=== Collected data ===

use std::env;

use crate::services::aggregator::DEFAULT_EDITOR_SCRIPT;

/// Application configuration loaded from environment variables
#[derive(Debug, Clone)]
pub struct Config {
    // Optimization command
    pub editor_script: String,

    // Input limits
    pub max_m3u_size_mb: u64,
    pub max_epg_size_mb: u64,

    // Output
    pub output_dir: String,
}

impl Config {
    /// Load configuration from environment variables with defaults
    pub fn from_env() -> Self {
        Self {
            editor_script: env::var("EDITOR_SCRIPT")
                .unwrap_or_else(|_| DEFAULT_EDITOR_SCRIPT.to_string()),

            max_m3u_size_mb: env::var("MAX_M3U_SIZE_MB")
                .unwrap_or_else(|_| "500".to_string())
                .parse()
                .unwrap_or(500),

            max_epg_size_mb: env::var("MAX_EPG_SIZE_MB")
                .unwrap_or_else(|_| "1024".to_string())
                .parse()
                .unwrap_or(1024),

            output_dir: env::var("ANALYSIS_OUTPUT_DIR").unwrap_or_else(|_| ".".to_string()),
        }
    }

    pub fn max_m3u_bytes(&self) -> u64 {
        self.max_m3u_size_mb.saturating_mul(1024 * 1024)
    }

    pub fn max_epg_bytes(&self) -> u64 {
        self.max_epg_size_mb.saturating_mul(1024 * 1024)
    }
}

impl Default for Config {
    fn default() -> Self {
        Self::from_env()
    }
}

#[cfg(test)]
mod tests {
    use super::*;

    fn config(max_m3u_size_mb: u64, max_epg_size_mb: u64) -> Config {
        Config {
            editor_script: DEFAULT_EDITOR_SCRIPT.to_string(),
            max_m3u_size_mb,
            max_epg_size_mb,
            output_dir: ".".to_string(),
        }
    }

    #[test]
    fn test_size_limits_in_bytes() {
        let config = config(500, 1024);
        assert_eq!(config.max_m3u_bytes(), 500 * 1024 * 1024);
        assert_eq!(config.max_epg_bytes(), 1024 * 1024 * 1024);
    }

    #[test]
    fn test_huge_size_limits_saturate() {
        let config = config(u64::MAX, u64::MAX / 2);
        assert_eq!(config.max_m3u_bytes(), u64::MAX);
        assert_eq!(config.max_epg_bytes(), u64::MAX);
    }
}
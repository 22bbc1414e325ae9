pub mod playlist;
pub mod report;

pub use playlist::*;
pub use report::*;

=== Exercise instructions ===
Copy out exactly the lines from the one containing "assert_eq!(config.max_epg_bytes(), u64::MAX);" through the last line above, keeping both end lines.

=== Written response ===
        assert_eq!(config.max_epg_bytes(), u64::MAX);
    }
}
repository 22bbc1414e325ae9
pub mod playlist;
pub mod report;

pub use playlist::*;
pub use report::*;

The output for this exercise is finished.